It’s not a minor mistake to claim that “other authors of the IPCC AR4 claim that there is a perfect correlation between the atmospheric CO2 concentration and the surface temperature.” He just made it up. It’s not just false, it’s ludicrous — even more ludicrous than Parker referring to “the assumption that the anthropogenic emissions of carbon dioxide are the only forcing of sea level rises” which exists only in his imagination.

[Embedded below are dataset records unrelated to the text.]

//! Batch dispatch: run up to 16 relay calls as one operation.

use std::time::{Duration, Instant};

use futures_util::future::join_all;
use serde::{Deserialize, Serialize};

use crate::observability::metrics;
use crate::policy;
use crate::relay::types::{RelayError, RelayRequest, RelayResult};
use crate::relay::upstream::UpstreamRelay;

/// Hard cap on entries per batch.
pub const MAX_BATCH_ENTRIES: usize = 16;

/// Execution strategy for a batch.
#[derive(Debug, Clone, Copy, PartialEq, Eq, Default, Deserialize, Serialize)]
#[serde(rename_all = "lowercase")]
pub enum ExecutionMode {
    /// Strict input order; entry i's cookie write completes before entry
    /// i+1's cookie read begins. This is how a later entry observes
    /// cookies set by an earlier one.
    #[default]
    Sequential,
    /// All entries launched concurrently. No ordering between sibling
    /// cookie reads and writes; same-origin writes race, last one wins.
    Parallel,
}

impl ExecutionMode {
    pub fn as_str(&self) -> &'static str {
        match self {
            ExecutionMode::Sequential => "sequential",
            ExecutionMode::Parallel => "parallel",
        }
    }
}

/// One tagged entry in a batch.
#[derive(Debug)]
pub struct BatchEntry {
    /// Caller-supplied or positional identifier, echoed in the result.
    pub id: String,
    /// The relay request, or the validation error produced while shaping
    /// it from the wire. A failed entry still occupies its slot so input
    /// order is preserved.
    pub request: Result<RelayRequest, RelayError>,
}

/// Per-entry outcome, success or failure, with its own timing.
#[derive(Debug)]
pub struct EntryOutcome {
    pub id: String,
    pub duration: Duration,
    pub result: Result<RelayResult, RelayError>,
}

/// Result of a whole batch.
#[derive(Debug)]
pub struct BatchOutcome {
    /// Per-entry outcomes in input order, regardless of execution mode.
    pub results: Vec<EntryOutcome>,
    /// Every consolidated `X-Set-Cookie` value produced by any entry,
    /// in input order.
    pub set_cookies: Vec<String>,
}

/// Validate the batch shape before any network activity.
pub fn validate_batch_size(len: usize) -> Result<(), RelayError> {
    if len == 0 || len > MAX_BATCH_ENTRIES {
        return Err(RelayError::BatchSize {
            got: len,
            max: MAX_BATCH_ENTRIES,
        });
    }
    Ok(())
}

/// Run a batch of relay calls for one session.
///
/// Fails only on shape violations; individual entry failures are captured
/// in the corresponding outcome and never abort sibling entries.
pub async fn dispatch(
    relay: &UpstreamRelay,
    sid: Option<&str>,
    entries: Vec<BatchEntry>,
    mode: ExecutionMode,
) -> Result<BatchOutcome, RelayError> {
    validate_batch_size(entries.len())?;
    metrics::record_batch(mode.as_str(), entries.len());

    let results = match mode {
        ExecutionMode::Sequential => {
            let mut results = Vec::with_capacity(entries.len());
            for entry in entries {
                results.push(run_entry(relay, sid, entry).await);
            }
            results
        }
        ExecutionMode::Parallel => {
            // join_all yields results in input order even though the
            // underlying calls complete in any order.
            join_all(
                entries
                    .into_iter()
                    .map(|entry| run_entry(relay, sid, entry)),
            )
            .await
        }
    };

    let set_cookies = results
        .iter()
        .filter_map(|outcome| outcome.result.as_ref().ok())
        .filter_map(|result| result.headers.get(policy::X_SET_COOKIE))
        .filter_map(|value| value.to_str().ok().map(str::to_owned))
        .collect();

    Ok(BatchOutcome {
        results,
        set_cookies,
    })
}

async fn run_entry(relay: &UpstreamRelay, sid: Option<&str>, entry: BatchEntry) -> EntryOutcome {
    let started = Instant::now();
    let result = match entry.request {
        Ok(request) => relay.relay(sid, request).await,
        Err(err) => Err(err),
    };
    EntryOutcome {
        id: entry.id,
        duration: started.elapsed(),
        result,
    }
}
//! Cross-origin middleware for the connector client.
//!
//! Preflights are answered directly with 204; every other response gets
//! the configured allow-origin and the fixed expose list. The expose list
//! mirrors the inbound header allowlist exactly, so nothing filtered out
//! upstream can leak back in through CORS.

use axum::{
    body::Body,
    extract::State,
    http::{header::HeaderValue, HeaderMap, Method, Request, StatusCode},
    middleware::Next,
    response::{IntoResponse, Response},
};

use crate::http::server::AppState;

/// Response headers a cross-origin caller is allowed to read.
const EXPOSE_HEADERS: &str =
    "Content-Type, Content-Length, Accept-Ranges, Content-Range, ETag, Last-Modified, X-Set-Cookie";

const ALLOW_METHODS: &str = "GET,HEAD,POST,OPTIONS";

pub async fn cors_middleware(
    State(state): State<AppState>,
    req: Request<Body>,
    next: Next,
) -> Response {
    let allow_origin = origin_value(&state.config.cors.allow_origin);

    if req.method() == Method::OPTIONS {
        return preflight(allow_origin);
    }

    let mut response = next.run(req).await;
    let headers = response.headers_mut();
    headers.insert("access-control-allow-origin", allow_origin);
    headers.insert(
        "access-control-expose-headers",
        HeaderValue::from_static(EXPOSE_HEADERS),
    );
    response
}

fn origin_value(configured: &str) -> HeaderValue {
    HeaderValue::from_str(configured).unwrap_or(HeaderValue::from_static("*"))
}

fn preflight(allow_origin: HeaderValue) -> Response {
    let mut headers = HeaderMap::new();
    headers.insert("access-control-allow-origin", allow_origin);
    headers.insert(
        "access-control-allow-methods",
        HeaderValue::from_static(ALLOW_METHODS),
    );
    headers.insert("access-control-allow-headers", HeaderValue::from_static("*"));
    headers.insert("access-control-max-age", HeaderValue::from_static("86400"));
    (StatusCode::NO_CONTENT, headers).into_response()
}
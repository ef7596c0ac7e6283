//! Configuration schema definitions.
//!
//! This module defines the complete configuration structure for the relay.
//! All types derive Serde traits for deserialization from config files.

use serde::{Deserialize, Serialize};

/// Root configuration for the relay.
#[derive(Debug, Clone, Deserialize, Serialize, Default)]
#[serde(default)]
pub struct RelayConfig {
    /// Listener configuration (bind address).
    pub listener: ListenerConfig,

    /// Cross-origin settings for the connector client.
    pub cors: CorsConfig,

    /// Upstream target policy and redirect handling.
    pub upstream: UpstreamConfig,

    /// Browser-profile headers injected when the caller omits them.
    pub browser: BrowserProfileConfig,

    /// Timeout configuration.
    pub timeouts: TimeoutConfig,

    /// Request size limits.
    pub limits: LimitsConfig,

    /// Observability settings.
    pub observability: ObservabilityConfig,
}

/// Listener configuration.
#[derive(Debug, Clone, Deserialize, Serialize)]
#[serde(default)]
pub struct ListenerConfig {
    /// Bind address (e.g., "0.0.0.0:8787").
    pub bind_address: String,
}

impl Default for ListenerConfig {
    fn default() -> Self {
        Self {
            bind_address: "0.0.0.0:8787".to_string(),
        }
    }
}

/// Cross-origin settings.
#[derive(Debug, Clone, Deserialize, Serialize)]
#[serde(default)]
pub struct CorsConfig {
    /// Origin allowed to call the relay; `*` allows any origin.
    pub allow_origin: String,
}

impl Default for CorsConfig {
    fn default() -> Self {
        Self {
            allow_origin: "*".to_string(),
        }
    }
}

/// Upstream target policy.
#[derive(Debug, Clone, Deserialize, Serialize)]
#[serde(default)]
pub struct UpstreamConfig {
    /// Accept plaintext `http` targets in addition to `https`.
    ///
    /// Off by default; the relay is https-only. Intended for test rigs
    /// and private deployments fronting plaintext backends.
    pub allow_insecure_http: bool,

    /// Maximum redirect hops followed per call.
    pub max_redirects: usize,
}

impl Default for UpstreamConfig {
    fn default() -> Self {
        Self {
            allow_insecure_http: false,
            max_redirects: 10,
        }
    }
}

/// Headers injected when the caller does not supply them. Origins often
/// degrade or reject responses (405/412) for generic user agents.
#[derive(Debug, Clone, Deserialize, Serialize)]
#[serde(default)]
pub struct BrowserProfileConfig {
    pub user_agent: String,
    pub accept: String,
    pub accept_language: String,
}

impl Default for BrowserProfileConfig {
    fn default() -> Self {
        Self {
            user_agent: "Mozilla/5.0 (Windows NT 10.0; Win64; x64) AppleWebKit/537.36 \
                         (KHTML, like Gecko) Chrome/126.0.0.0 Safari/537.36"
                .to_string(),
            accept: "text/html,application/xhtml+xml,application/xml;q=0.9,image/avif,\
                     image/webp,*/*;q=0.8"
                .to_string(),
            accept_language: "en-US,en;q=0.9".to_string(),
        }
    }
}

/// Timeout configuration.
#[derive(Debug, Clone, Deserialize, Serialize, Default)]
#[serde(default)]
pub struct TimeoutConfig {
    /// Total per-request timeout in seconds, applied to both the inbound
    /// call and the upstream client. `None` (the default) leaves both
    /// permissive, matching the observed behavior of the deployed relay.
    pub request_secs: Option<u64>,
}

/// Request size limits.
#[derive(Debug, Clone, Deserialize, Serialize)]
#[serde(default)]
pub struct LimitsConfig {
    /// Maximum inbound body size in bytes.
    pub max_body_size: usize,
}

impl Default for LimitsConfig {
    fn default() -> Self {
        Self {
            max_body_size: 2 * 1024 * 1024, // 2MB
        }
    }
}

/// Observability configuration.
#[derive(Debug, Clone, Deserialize, Serialize)]
#[serde(default)]
pub struct ObservabilityConfig {
    /// Log level (trace, debug, info, warn, error).
    pub log_level: String,

    /// Enable metrics endpoint.
    pub metrics_enabled: bool,

    /// Metrics endpoint bind address.
    pub metrics_address: String,
}

impl Default for ObservabilityConfig {
    fn default() -> Self {
        Self {
            log_level: "info".to_string(),
            metrics_enabled: false,
            metrics_address: "0.0.0.0:9090".to_string(),
        }
    }
}
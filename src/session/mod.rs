//! Session cookie-jar subsystem.
//!
//! # Data Flow
//! ```text
//! relay call (sid, target origin)
//!     → jar.rs cookie_header()   (build outgoing Cookie header)
//!     → [upstream call]
//!     → jar.rs merge_set_cookies() (fold Set-Cookie values back in)
//! ```
//!
//! # Design Decisions
//! - One jar per session id; jars for different sessions never contend
//! - Same-session operations are serialized through a per-session mutex
//! - Name/value only, last write wins; no RFC-6265 attribute scoping

pub mod jar;

pub use jar::SessionStore;
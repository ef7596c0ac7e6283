//! HTTP protocol handling subsystem.
//!
//! # Data Flow
//! ```text
//! Incoming connection
//!     → server.rs (Axum setup, middleware stack)
//!     → cors.rs (preflight short-circuit, allow-origin on everything)
//!     → handlers.rs (/p, /fetch, /dispatch envelopes)
//!     → relay engine
//!     → handlers.rs (stream or JSON response shaping)
//! ```

pub mod cors;
pub mod handlers;
pub mod request;
pub mod server;

pub use request::{MakeRequestUuid, X_REQUEST_ID};
pub use server::{AppState, HttpServer};
//! Request ID generation.
//!
//! A UUID v4 is attached to every inbound request as early as possible so
//! the whole relay path can be correlated in logs.

use axum::http::{HeaderValue, Request};
use tower_http::request_id::{MakeRequestId, RequestId};
use uuid::Uuid;

/// Header carrying the per-request correlation id.
pub const X_REQUEST_ID: &str = "x-request-id";

/// UUID v4 request-id maker for tower-http's `SetRequestIdLayer`.
#[derive(Clone, Copy, Default)]
pub struct MakeRequestUuid;

impl MakeRequestId for MakeRequestUuid {
    fn make_request_id<B>(&mut self, _request: &Request<B>) -> Option<RequestId> {
        let id = Uuid::new_v4().to_string();
        HeaderValue::from_str(&id).ok().map(RequestId::new)
    }
}
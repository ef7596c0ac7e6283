//! Metrics collection and exposition.
//!
//! # Metrics
//! - `relay_requests_total` (counter): relayed calls by method, status
//! - `relay_request_duration_seconds` (histogram): upstream latency
//! - `relay_upstream_errors_total` (counter): network failures by method
//! - `relay_batch_entries_total` (counter): batch entries by mode

use std::net::SocketAddr;
use std::time::Instant;

use metrics::{counter, histogram};
use metrics_exporter_prometheus::PrometheusBuilder;

/// Install the Prometheus exporter on its own listener.
pub fn init_metrics(addr: SocketAddr) {
    match PrometheusBuilder::new().with_http_listener(addr).install() {
        Ok(()) => tracing::info!(address = %addr, "Metrics exporter listening"),
        Err(e) => tracing::error!(error = %e, "Failed to install metrics exporter"),
    }
}

/// Record one completed relay call.
pub fn record_request(method: &str, status: u16, start: Instant) {
    counter!(
        "relay_requests_total",
        "method" => method.to_string(),
        "status" => status.to_string()
    )
    .increment(1);
    histogram!("relay_request_duration_seconds").record(start.elapsed().as_secs_f64());
}

/// Record an upstream network failure.
pub fn record_upstream_error(method: &str) {
    counter!("relay_upstream_errors_total", "method" => method.to_string()).increment(1);
}

/// Record the entries of one dispatched batch.
pub fn record_batch(mode: &str, entries: usize) {
    counter!("relay_batch_entries_total", "mode" => mode.to_string()).increment(entries as u64);
}
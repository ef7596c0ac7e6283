//! Observability subsystem.
//!
//! # Data Flow
//! ```text
//! All subsystems produce:
//!     → logging.rs (structured log events via tracing)
//!     → metrics.rs (counters and histograms)
//!
//! Consumers:
//!     → Log aggregation (stdout)
//!     → Metrics endpoint (Prometheus scrape)
//! ```
//!
//! # Design Decisions
//! - Request ID flows through all subsystems via tower-http
//! - Metric updates are cheap (atomic operations)
//! - Recording without an installed exporter is a no-op, so tests and
//!   embedded use need no setup

pub mod logging;
pub mod metrics;
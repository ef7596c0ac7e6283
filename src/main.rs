//! edge-relay binary entrypoint.

use std::path::PathBuf;

use clap::Parser;
use tokio::net::TcpListener;

use edge_relay::config::{loader, RelayConfig};
use edge_relay::http::HttpServer;
use edge_relay::lifecycle::Shutdown;
use edge_relay::observability::{logging, metrics};

#[derive(Parser)]
#[command(
    name = "edge-relay",
    about = "Edge-deployed HTTPS relay with per-session cookie isolation"
)]
struct Args {
    /// Path to a TOML configuration file; defaults apply when omitted.
    #[arg(long)]
    config: Option<PathBuf>,
}

#[tokio::main]
async fn main() -> Result<(), Box<dyn std::error::Error>> {
    let args = Args::parse();

    let config = match &args.config {
        Some(path) => loader::load_config(path)?,
        None => RelayConfig::default(),
    };

    logging::init(&config.observability.log_level);

    tracing::info!("edge-relay v{} starting", env!("CARGO_PKG_VERSION"));
    tracing::info!(
        bind_address = %config.listener.bind_address,
        allow_origin = %config.cors.allow_origin,
        allow_insecure_http = config.upstream.allow_insecure_http,
        request_timeout_secs = config.timeouts.request_secs,
        "Configuration loaded"
    );

    if config.observability.metrics_enabled {
        match config.observability.metrics_address.parse() {
            Ok(addr) => metrics::init_metrics(addr),
            Err(_) => tracing::error!(
                metrics_address = %config.observability.metrics_address,
                "Failed to parse metrics address"
            ),
        }
    }

    let listener = TcpListener::bind(&config.listener.bind_address).await?;
    tracing::info!(
        address = %listener.local_addr()?,
        "Listening for connections"
    );

    let shutdown = Shutdown::new();
    let server = HttpServer::new(config)?;
    server.run(listener, shutdown.subscribe()).await?;

    tracing::info!("Shutdown complete");
    Ok(())
}
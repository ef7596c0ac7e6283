//! Outbound dispatch: one validated request in, one upstream call out.

use std::sync::Arc;
use std::time::{Duration, Instant};

use axum::http::header::{HeaderName, HeaderValue, COOKIE, SET_COOKIE};
use axum::http::Method;
use reqwest::redirect::Policy;
use url::Url;

use crate::config::schema::{BrowserProfileConfig, RelayConfig, UpstreamConfig};
use crate::observability::metrics;
use crate::policy;
use crate::relay::types::{
    parse_method, RelayBody, RelayError, RelayRequest, RelayResult, ResponseMode,
};
use crate::session::SessionStore;

/// The upstream relay engine.
///
/// Holds the shared HTTP client and the session cookie store; everything
/// else is request-scoped. One instance is shared across all handlers.
pub struct UpstreamRelay {
    client: reqwest::Client,
    store: Arc<SessionStore>,
    upstream: UpstreamConfig,
    browser: BrowserProfileConfig,
}

impl UpstreamRelay {
    /// Build the relay engine and its HTTP client from configuration.
    ///
    /// Redirects are followed automatically up to the configured limit;
    /// no request timeout is applied unless one is configured.
    pub fn new(config: &RelayConfig, store: Arc<SessionStore>) -> Result<Self, reqwest::Error> {
        let mut builder = reqwest::Client::builder()
            .redirect(Policy::limited(config.upstream.max_redirects))
            .cookie_store(false);
        if let Some(secs) = config.timeouts.request_secs {
            builder = builder.timeout(Duration::from_secs(secs));
        }
        let client = builder.build()?;
        Ok(Self {
            client,
            store,
            upstream: config.upstream.clone(),
            browser: config.browser.clone(),
        })
    }

    /// The session cookie store backing this relay.
    pub fn store(&self) -> &Arc<SessionStore> {
        &self.store
    }

    /// Relay one request upstream on behalf of `sid`.
    ///
    /// Performs exactly one outbound call, one cookie-jar read and at most
    /// one cookie-jar write. Calls without a session id skip the jar but
    /// still report observed cookies via `X-Set-Cookie`.
    pub async fn relay(
        &self,
        sid: Option<&str>,
        request: RelayRequest,
    ) -> Result<RelayResult, RelayError> {
        let started = Instant::now();
        let target = self.validate_target(&request.target)?;
        let method = parse_method(&request.method)?;
        let origin = target.origin().ascii_serialization();

        let mut headers = policy::filter_outbound(&request.headers);
        policy::inject_browser_defaults(&mut headers, &self.browser);
        if let Some(sid) = sid {
            let cookie = self.store.cookie_header(sid, &origin);
            if !cookie.is_empty() {
                if let Ok(value) = HeaderValue::from_str(&cookie) {
                    headers.insert(COOKIE, value);
                }
            }
        }

        // GET/HEAD never carry a body even if one was supplied.
        let body = match (&method, &request.body_b64) {
            (&Method::POST, Some(encoded)) => Some(policy::decode_base64url(encoded)?),
            _ => None,
        };

        tracing::debug!(
            sid = sid.unwrap_or("-"),
            method = %method,
            url = %target,
            "Relaying request"
        );

        let mut outbound = self
            .client
            .request(method.clone(), target.clone())
            .headers(headers);
        if let Some(bytes) = body {
            outbound = outbound.body(bytes);
        }

        let response = outbound.send().await.map_err(|e| {
            metrics::record_upstream_error(method.as_str());
            tracing::warn!(url = %target, error = %e, "Upstream request failed");
            RelayError::Upstream(e.to_string())
        })?;

        let status = response.status();
        let final_url = response.url().to_string();
        let redirected = response.url().as_str() != target.as_str();

        let raw_cookies: Vec<String> = response
            .headers()
            .get_all(SET_COOKIE)
            .iter()
            .filter_map(|v| v.to_str().ok().map(str::to_owned))
            .collect();
        if let Some(sid) = sid {
            if !raw_cookies.is_empty() {
                // Cookies belong to wherever the redirect chain landed.
                let resolved = Url::parse(&final_url)
                    .map(|u| u.origin().ascii_serialization())
                    .unwrap_or(origin);
                self.store.merge_set_cookies(sid, &resolved, &raw_cookies);
            }
        }

        let mut filtered = policy::filter_inbound(response.headers());
        if let Some(consolidated) = policy::consolidate_set_cookies(&raw_cookies) {
            if let Ok(value) = HeaderValue::from_str(&consolidated) {
                filtered.insert(HeaderName::from_static(policy::X_SET_COOKIE), value);
            }
        }

        let body = materialize(response, request.response_mode).await?;
        let duration = started.elapsed();

        metrics::record_request(method.as_str(), status.as_u16(), started);
        tracing::debug!(
            status = status.as_u16(),
            duration_ms = duration.as_millis() as u64,
            redirected,
            "Relay complete"
        );

        Ok(RelayResult {
            status: status.as_u16(),
            status_text: status.canonical_reason().unwrap_or("").to_string(),
            headers: filtered,
            body,
            final_url,
            redirected,
            duration,
        })
    }

    /// Check the target against the configured scheme policy.
    ///
    /// Any https host is accepted; this open-relay posture is intentional
    /// for a controlled-origin deployment. Plaintext http is only honored
    /// when `upstream.allow_insecure_http` is set.
    fn validate_target(&self, raw: &str) -> Result<Url, RelayError> {
        let url = Url::parse(raw).map_err(|_| RelayError::InvalidTarget(raw.to_string()))?;
        match url.scheme() {
            "https" => Ok(url),
            "http" if self.upstream.allow_insecure_http => Ok(url),
            _ => Err(RelayError::InvalidTarget(raw.to_string())),
        }
    }
}

/// Read the response body into the representation the caller asked for.
///
/// Stream mode hands the unread response back so the transport can forward
/// upstream bytes in order, without additional buffering.
async fn materialize(
    response: reqwest::Response,
    mode: ResponseMode,
) -> Result<RelayBody, RelayError> {
    match mode {
        ResponseMode::Stream => Ok(RelayBody::Stream(response)),
        ResponseMode::ArrayBuffer => {
            let bytes = response
                .bytes()
                .await
                .map_err(|e| RelayError::Upstream(e.to_string()))?;
            Ok(RelayBody::Bytes(bytes.to_vec()))
        }
        ResponseMode::Text => {
            let text = response
                .text()
                .await
                .map_err(|e| RelayError::Upstream(e.to_string()))?;
            Ok(RelayBody::Text(text))
        }
        ResponseMode::Json => {
            let value = response
                .json()
                .await
                .map_err(|e| RelayError::Upstream(e.to_string()))?;
            Ok(RelayBody::Json(value))
        }
        ResponseMode::None => Ok(RelayBody::Empty),
    }
}

#[cfg(test)]
mod tests {
    use super::*;
    use crate::relay::types::RelayRequest;

    fn relay_with_defaults() -> UpstreamRelay {
        UpstreamRelay::new(&RelayConfig::default(), Arc::new(SessionStore::new())).unwrap()
    }

    #[test]
    fn test_target_policy_https_only_by_default() {
        let relay = relay_with_defaults();
        assert!(relay.validate_target("https://example.com/a?b=1").is_ok());
        assert!(relay.validate_target("http://example.com").is_err());
        assert!(relay.validate_target("ftp://example.com").is_err());
        assert!(relay.validate_target("not a url").is_err());
    }

    #[test]
    fn test_target_policy_configurable_http() {
        let mut config = RelayConfig::default();
        config.upstream.allow_insecure_http = true;
        let relay = UpstreamRelay::new(&config, Arc::new(SessionStore::new())).unwrap();
        assert!(relay.validate_target("http://127.0.0.1:9999").is_ok());
        assert!(relay.validate_target("ftp://example.com").is_err());
    }

    #[tokio::test]
    async fn test_invalid_method_fails_before_any_network_call() {
        let relay = relay_with_defaults();
        let mut request = RelayRequest::get("https://example.invalid/");
        request.method = "DELETE".to_string();
        let err = relay.relay(Some("s1"), request).await.unwrap_err();
        assert!(matches!(err, RelayError::UnsupportedMethod(_)));
    }
}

The blatantly obvious falsehoods in Parker et al. make it one of the biggest embarrassments in modern science. It’s an embarrassment to the journal Ocean & Coastal Management that Parker et al. was published in their pages. It’s an embarrassment to the reviewers that they allowed this trash through. But most of all, it’s an embarrassment to the authors. Perhaps that’s why the third author, M. Lawson (a senior journalist for the Australian Financial Review) has tried to distance himself from the work that bears his own name. “Crikey” reports that Lawson wants none of the blame for this fiasco, saying

“I don’t think I actually saw the paper, to be honest,” Lawson said. “I think I contributed a paragraph … I was a bit surprised to see me listed as a joint author — my contribution was quite minimal. I’m a journalist, not a scientist.”

Evidently Lawson was also surprised to learn of Parker/Boretti’s dual identity, saying

“Is he the same guy? That’s what I was puzzling over … That’s why Parker was sending me emails — I had no idea who he was.”

Perhaps the most telling comment from Lawson was his endorsement of the paper’s main theme in spite of its lack of validity:

“I can’t comment on the details of the scientific analysis, but on a broader level it’s clear the increases to sea levels to date to not justify the responses we have seen from councils.”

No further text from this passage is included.